2016 Ladies' National Football League

League details
- Dates: 31 January – 7 May 2016
- Teams: 31

League champions
- Winners: Cork (10th win)
- Captain: Ciara O'Sullivan
- Manager: Ephie Fitzgerald

League runners-up
- Runners-up: Mayo
- Captain: Sarah Tierney
- Manager: Frank Browne

Other division winners
- Division 2: Donegal
- Division 3: Waterford
- Division 4: Limerick

= 2016 Ladies' National Football League =

The 2016 Ladies' National Football League, known for sponsorship reasons as the Lidl Ladies' National Football League, was a ladies' Gaelic football competition that ended on 7 May 2016. Cork were the Division 1 champions for the fourth year in a row.

==Format==
===League structure===
The 2016 Ladies' National Football League consists of four divisions - three of eight teams and one of seven. Kilkenny do not compete. Each team plays every other team in its division once. 3 points are awarded for a win and 1 for a draw. 2 points are deducted for conceding a walkover.

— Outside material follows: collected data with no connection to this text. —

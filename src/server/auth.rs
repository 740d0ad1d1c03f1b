//! Credential extraction from inbound requests

use axum::http::HeaderMap;
use axum::http::header::AUTHORIZATION;

use crate::hosting::AuthOptions;
use crate::hosting::types::TOKEN_HEADER;

/// Picks the token to forward to GitLab
///
/// npm sends `Authorization: Bearer <token>` for a configured `_authToken`.
/// A raw `PRIVATE-TOKEN` header is accepted as well. Without either, the
/// configured default token (if any) is used.
pub fn auth_from_headers(headers: &HeaderMap, default_token: Option<&str>) -> AuthOptions {
    let bearer = headers
        .get(AUTHORIZATION)
        .and_then(|v| v.to_str().ok())
        .and_then(|v| {
            v.strip_prefix("Bearer ")
                .or_else(|| v.strip_prefix("bearer "))
        })
        .map(str::trim);

    let private = headers
        .get(TOKEN_HEADER)
        .and_then(|v| v.to_str().ok())
        .map(str::trim);

    let token = bearer
        .or(private)
        .filter(|t| !t.is_empty())
        .or(default_token)
        .map(str::to_string);

    AuthOptions::new(token)
}
//! Tarball passthrough
//!
//! Clients download tarballs from this service; the archive is requested
//! from GitLab with the client's credentials and the body is handed back as
//! a stream without being buffered.

use std::sync::Arc;

use tracing::debug;

use crate::hosting::{ArchiveStream, AuthOptions, HostingApi};
use crate::registry::error::ResolveError;
use crate::registry::module_spec::ModuleSpec;
use crate::registry::resolver::module_tags;

pub struct TarballGateway {
    hosting: Arc<dyn HostingApi>,
}

impl TarballGateway {
    pub fn new(hosting: Arc<dyn HostingApi>) -> Self {
        Self { hosting }
    }

    /// Opens the archive of the tag named exactly `tag`
    ///
    /// Tags are listed again for every call. An unknown tag fails before
    /// any archive request is made.
    pub async fn stream_tarball(
        &self,
        spec: &ModuleSpec,
        tag: &str,
        auth: &AuthOptions,
    ) -> Result<ArchiveStream, ResolveError> {
        let (_, tags) = module_tags(self.hosting.as_ref(), spec, auth).await?;

        let Some(found) = tags.into_iter().find(|t| t.name == tag) else {
            return Err(ResolveError::TagNotFound {
                name: spec.name.clone(),
                tag: tag.to_string(),
            });
        };

        debug!("Proxy tarball {} -> {}", tag, found.tarball_url);

        self.hosting
            .open_archive(&found.tarball_url, auth)
            .await
            .map_err(|source| ResolveError::Archive {
                tag: found.name,
                source,
            })
    }
}
//! Registry documents served to package-manager clients

use indexmap::IndexMap;
use serde::{Deserialize, Serialize};

/// The parts of `package.json` the registry exposes
#[derive(Debug, Clone, Default, PartialEq, Deserialize)]
#[serde(rename_all = "camelCase")]
pub struct Manifest {
    #[serde(default)]
    pub dependencies: Option<IndexMap<String, String>>,
    #[serde(default)]
    pub dev_dependencies: Option<IndexMap<String, String>>,
    #[serde(default)]
    pub scripts: Option<IndexMap<String, String>>,
}

impl Manifest {
    pub fn from_slice(bytes: &[u8]) -> Result<Self, serde_json::Error> {
        serde_json::from_slice(bytes)
    }
}

/// Everything gathered for a single tag
#[derive(Debug, Clone, PartialEq)]
pub struct ResolvedVersion {
    /// Tag name as returned by the hosting API, e.g. `v1.2.3`
    pub tag: String,
    /// Tag name without the leading `v`
    pub version: String,
    pub shasum: String,
    /// Archive URL on the hosting side
    pub tarball_url: String,
    pub manifest: Manifest,
}

impl ResolvedVersion {
    /// Metadata as listed in the package document
    ///
    /// `scripts` is left out and `_id` is `{tag}@{version}`.
    pub fn summary(&self, package: &str, tarball: String) -> VersionMetadata {
        VersionMetadata {
            id: format!("{}@{}", self.tag, self.version),
            scripts: None,
            ..self.metadata(package, tarball)
        }
    }

    /// Full metadata served for a single version, identified by the package
    pub fn metadata(&self, package: &str, tarball: String) -> VersionMetadata {
        VersionMetadata {
            name: package.to_string(),
            id: package.to_string(),
            version: self.version.clone(),
            dependencies: self.manifest.dependencies.clone(),
            dev_dependencies: self.manifest.dev_dependencies.clone(),
            scripts: self.manifest.scripts.clone(),
            dist: Dist {
                shasum: self.shasum.clone(),
                tarball,
            },
        }
    }
}

#[derive(Debug, Clone, PartialEq, Serialize, Deserialize)]
#[serde(rename_all = "camelCase")]
pub struct VersionMetadata {
    pub name: String,
    #[serde(rename = "_id")]
    pub id: String,
    pub version: String,
    #[serde(default, skip_serializing_if = "Option::is_none")]
    pub dependencies: Option<IndexMap<String, String>>,
    #[serde(default, skip_serializing_if = "Option::is_none")]
    pub dev_dependencies: Option<IndexMap<String, String>>,
    #[serde(default, skip_serializing_if = "Option::is_none")]
    pub scripts: Option<IndexMap<String, String>>,
    pub dist: Dist,
}

#[derive(Debug, Clone, PartialEq, Serialize, Deserialize)]
pub struct Dist {
    pub shasum: String,
    /// URL pointing back at this service, never at the hosting API
    pub tarball: String,
}

#[derive(Debug, Clone, PartialEq, Serialize, Deserialize)]
pub struct DistTags {
    pub latest: String,
}

/// Response for `GET /:package`
///
/// `versions` keeps the tag order of the hosting API.
#[derive(Debug, Clone, PartialEq, Serialize, Deserialize)]
pub struct PackageDocument {
    pub name: String,
    #[serde(rename = "_id")]
    pub id: String,
    pub description: String,
    pub versions: IndexMap<String, VersionMetadata>,
    #[serde(rename = "dist-tags")]
    pub dist_tags: DistTags,
}

impl PackageDocument {
    pub fn new(name: &str, latest: String, versions: IndexMap<String, VersionMetadata>) -> Self {
        Self {
            name: name.to_string(),
            id: name.to_string(),
            description: name.to_string(),
            versions,
            dist_tags: DistTags { latest },
        }
    }
}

If two teams are level on league points, the tie-break is -
- Winners of the head-to-head game are ranked ahead
- If the head-to-head match was a draw, ranking is determined by score difference (i.e. total scored minus total conceded in all games)
- If the teams are still level, ranking is determined by the total scored

If three or more teams are level on league points, rankings are determined solely by score difference.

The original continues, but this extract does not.